While Booker had already been an opponent of the Partial-Birth Abortion Ban and parental consent laws for minors seeking abortion, he was caught in an attempt to lessen the extremity of his abortion stance during a debate with GOP opponent Steve Lonegan. Booker expressed shock at Lonegan’s claim he supported abortion throughout nine months of pregnancy and full taxpayer funding of abortion.
Pro-life organization Live Action reported:
In a recovery attempt, Booker stated that he supports the “law of the land as it is right now” in terms of abortion restrictions. If this were true, it would mean that Booker supports the partial-birth abortion ban as well as the Hyde Amendment, which prohibits the federal funding of abortion. But it turns out that Booker was lying and that Lonegan was the one who had the facts straight.
Booker’s lies became known when his campaign accidentally posted a private “endorsement memo” to abortion giant Planned Parenthood in an open Google group. In the memo, Booker writes, “I oppose the Partial-Birth Abortion Ban Act and the Supreme Court’s dramatic break from precedent in upholding it.” This is the direct opposite of what he said Friday night during his debate.
“Booker has clearly aligned himself with the most pro-abortion groups in the nation, Planned Parenthood and NARAL, and will stop at nothing to undo restrictions set on abortion…and lie about his intentions in the process,” Live Action asserted.

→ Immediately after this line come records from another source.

use std::io;
use std::path::PathBuf;
use thiserror::Error;

pub type Result<T> = std::result::Result<T, RunbookErr>;

#[derive(Error, Debug)]
pub enum RunbookErr {
    #[error("unsupported language {0:?}")]
    UnsupportedLanguage(String),

    /// Candidates existed for the language but none could be located on
    /// `PATH`.
    #[error("unable to look up any of interpreters {0:?}")]
    UnknownInterpreters(Vec<String>),

    #[error("unable to read document {path}")]
    DocumentRead {
        path: PathBuf,
        #[source]
        source: io::Error,
    },

    #[error("unable to find any block named {0:?}")]
    BlockNotFound(String),

    #[error("invalid program configuration: {0}")]
    InvalidConfig(String),

    #[error("block name {name:?} matches {count} blocks")]
    AmbiguousBlock { name: String, count: usize },

    #[error("failed to create a temporary script file")]
    CreateScriptFile(#[source] io::Error),

    #[error("failed to open a pseudo-terminal")]
    OpenPty(#[source] io::Error),

    #[error("failed to duplicate stdin")]
    DupStdin(#[source] io::Error),

    #[error("failed to start {program:?}")]
    Start {
        program: String,
        #[source]
        source: io::Error,
    },

    #[error("failed to signal process {pid}")]
    Signal {
        pid: i32,
        #[source]
        source: io::Error,
    },

    #[error("command has not been started")]
    NotStarted,

    #[error(transparent)]
    Io(#[from] io::Error),
}
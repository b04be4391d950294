//! Project discovery: walk a directory tree for Markdown documents and
//! collect their code blocks as runnable tasks.

use std::path::Path;
use std::path::PathBuf;

use ignore::WalkBuilder;
use tracing::debug;

use crate::Result;
use crate::RunbookErr;
use crate::document::CodeBlock;
use crate::document::Document;

const MARKDOWN_EXTENSIONS: &[&str] = &["md", "mdx", "markdown"];

/// One runnable code block found in a project.
#[derive(Debug, Clone)]
pub struct Task {
    pub filename: PathBuf,
    pub block: CodeBlock,
}

impl Task {
    pub fn id(&self) -> String {
        format!("{}:{}", self.filename.display(), self.block.name())
    }
}

/// Walks `root` for Markdown files, respecting `.gitignore`, and returns
/// every code block found. Unreadable files are skipped.
pub fn load_tasks(root: &Path) -> Result<Vec<Task>> {
    let mut tasks = Vec::new();

    for entry in WalkBuilder::new(root).build() {
        let entry = match entry {
            Ok(entry) => entry,
            Err(err) => {
                debug!("skipping walk entry: {err}");
                continue;
            }
        };
        if !entry.file_type().is_some_and(|ft| ft.is_file()) {
            continue;
        }
        let path = entry.path();
        let is_markdown = path
            .extension()
            .and_then(|ext| ext.to_str())
            .is_some_and(|ext| MARKDOWN_EXTENSIONS.contains(&ext.to_lowercase().as_str()));
        if !is_markdown {
            continue;
        }

        let document = match Document::open(path) {
            Ok(document) => document,
            Err(err) => {
                debug!("skipping {}: {err}", path.display());
                continue;
            }
        };
        for block in document.code_blocks() {
            tasks.push(Task {
                filename: path.to_path_buf(),
                block: block.clone(),
            });
        }
    }

    Ok(tasks)
}

/// Narrows `tasks` down to the single block matching `name`, optionally
/// restricted to files whose path ends with `file_query`. Zero matches
/// and multiple matches are distinct failures; an ambiguous name must be
/// qualified by the caller rather than silently running the first hit.
pub fn lookup_task<'a>(
    tasks: &'a [Task],
    file_query: Option<&str>,
    name: &str,
) -> Result<&'a Task> {
    let matches: Vec<&Task> = tasks
        .iter()
        .filter(|task| match file_query {
            Some(query) if !query.is_empty() => task.filename.ends_with(query),
            _ => true,
        })
        .filter(|task| task.block.name() == name)
        .collect();

    match matches.as_slice() {
        [] => Err(RunbookErr::BlockNotFound(name.to_owned())),
        [task] => Ok(task),
        _ => Err(RunbookErr::AmbiguousBlock {
            name: name.to_owned(),
            count: matches.len(),
        }),
    }
}
use std::path::Path;
use std::path::PathBuf;

/// Picks the working directory: the first candidate that exists and is a
/// directory, in priority order. Relative candidates are resolved
/// against `parent`. Non-existent candidates are silently skipped.
pub(crate) fn resolve_dir(parent: Option<&Path>, candidates: &[PathBuf]) -> Option<PathBuf> {
    for candidate in candidates {
        let resolved = resolve_against_parent(parent, candidate);
        if resolved.is_dir() {
            return Some(resolved);
        }
    }
    None
}

fn resolve_against_parent(parent: Option<&Path>, child: &Path) -> PathBuf {
    if child.is_absolute() {
        return child.to_path_buf();
    }
    match parent {
        Some(parent) => parent.join(child),
        None => child.to_path_buf(),
    }
}
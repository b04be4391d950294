use std::process::ExitStatus;
use std::process::Stdio;

use tokio::io::AsyncWrite;
use tokio::process::Child;
use tokio::process::Command;
use tokio::task::JoinHandle;
use tracing::debug;
use tracing::info;

use crate::Result;
use crate::RunbookErr;

use super::ProgramConfig;
use super::StopSignal;
use super::normalizer::ArgsNormalizer;
use super::normalizer::compose_env;

/// I/O wiring for a [`NativeCommand`]. The child's streams go straight
/// to these; no terminal is allocated.
#[derive(Default)]
pub struct NativeCommandOptions {
    /// Caller-owned stdin. The descriptor is duplicated (close-on-exec)
    /// before being handed to the child so the child's lifecycle cannot
    /// close the caller's file.
    pub stdin: Option<std::fs::File>,
    pub stdout: Option<Box<dyn AsyncWrite + Send + Unpin>>,
    pub stderr: Option<Box<dyn AsyncWrite + Send + Unpin>>,
    /// Additional `KEY=VALUE` entries, applied last.
    pub env: Vec<String>,
}

/// Runs a child process without a terminal. Used for non-interactive
/// execution.
pub struct NativeCommand {
    cfg: ProgramConfig,
    opts: NativeCommandOptions,
    normalizer: ArgsNormalizer,
    child: Option<Child>,
    pid: Option<i32>,
    copiers: Vec<JoinHandle<()>>,
}

impl NativeCommand {
    pub fn new(cfg: ProgramConfig, options: NativeCommandOptions) -> Self {
        Self {
            cfg,
            opts: options,
            normalizer: ArgsNormalizer::new(),
            child: None,
            pid: None,
            copiers: Vec::new(),
        }
    }

    pub fn pid(&self) -> Option<i32> {
        self.pid
    }

    pub fn is_running(&mut self) -> bool {
        match self.child.as_mut() {
            Some(child) => matches!(child.try_wait(), Ok(None)),
            None => false,
        }
    }

    /// Spawns the child. Non-blocking; the exit status is observed by
    /// [`NativeCommand::wait`].
    pub async fn start(&mut self) -> Result<()> {
        let args = self.normalizer.normalize(&self.cfg)?;

        let mut command = Command::new(&self.cfg.program_name);
        command.args(&args);
        if let Some(dir) = &self.cfg.directory {
            command.current_dir(dir);
        }
        command.env_clear();
        command.envs(compose_env(&self.cfg, &self.opts.env));

        match self.opts.stdin.take() {
            Some(file) => {
                // try_clone dups the descriptor with close-on-exec set on
                // the copy; the caller keeps the original.
                let dup = file.try_clone().map_err(RunbookErr::DupStdin)?;
                command.stdin(Stdio::from(dup));
            }
            None => {
                command.stdin(Stdio::null());
            }
        }
        command.stdout(stdio_for(&self.opts.stdout));
        command.stderr(stdio_for(&self.opts.stderr));

        // A dedicated process group makes stop reach the command's
        // children too. setsid is not used here: it breaks interactive
        // interpreters that expect the caller's terminal.
        #[cfg(unix)]
        command.process_group(0);

        debug!(program = %self.cfg.program_name, ?args, name = %self.cfg.name, "starting a native command");

        let mut child = match command.spawn() {
            Ok(child) => child,
            Err(source) => {
                self.normalizer.cleanup();
                return Err(RunbookErr::Start {
                    program: self.cfg.program_name.clone(),
                    source,
                });
            }
        };
        self.pid = child.id().map(|pid| pid as i32);

        if let Some(mut writer) = self.opts.stdout.take() {
            if let Some(mut stdout) = child.stdout.take() {
                self.copiers.push(tokio::spawn(async move {
                    if let Err(err) = tokio::io::copy(&mut stdout, &mut writer).await {
                        info!("failed to copy stdout: {err}");
                    }
                }));
            }
        }
        if let Some(mut writer) = self.opts.stderr.take() {
            if let Some(mut stderr) = child.stderr.take() {
                self.copiers.push(tokio::spawn(async move {
                    if let Err(err) = tokio::io::copy(&mut stderr, &mut writer).await {
                        info!("failed to copy stderr: {err}");
                    }
                }));
            }
        }

        self.child = Some(child);
        Ok(())
    }

    /// Blocks until the child exits, then joins the copy tasks. The
    /// temporary script, if any, is removed no matter the outcome.
    pub async fn wait(&mut self) -> Result<ExitStatus> {
        let child = self.child.as_mut().ok_or(RunbookErr::NotStarted)?;
        let status = child.wait().await;

        self.normalizer.cleanup();
        for copier in self.copiers.drain(..) {
            let _ = copier.await;
        }

        Ok(status?)
    }

    #[cfg(unix)]
    pub fn stop_with_signal(&self, signal: StopSignal) -> Result<()> {
        let pid = self.pid.ok_or(RunbookErr::NotStarted)?;
        super::unix::stop_process(pid, signal)
    }
}

fn stdio_for(writer: &Option<Box<dyn AsyncWrite + Send + Unpin>>) -> Stdio {
    if writer.is_some() {
        Stdio::piped()
    } else {
        Stdio::inherit()
    }
}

In August, American Prospect senior writer Paul Waldman responded to a question during C-SPAN’s News Review, explaining that Booker is a 2020 Democratic hopeful who is giving the Party’s new far-left base what it wants:
What Trump intuited was the Republican candidates weren’t speaking to what the base wanted. He came along and gave the base what they wanted and it was throwing to many people in the base. You are going to have a large number of Democratic candidates, they are already tuned in to what the base wants. You can see them moving to the left on a bunch of issues. You can find where the Democratic Party is by looking at what people like Kamala Harris and Cory Booker, the things they are saying and the way they’re moving to where the base is.
“The Party is ready for something that is its own version of unadorned ideology,” Waldman said. “All of those candidates will satisfy what the base wants.”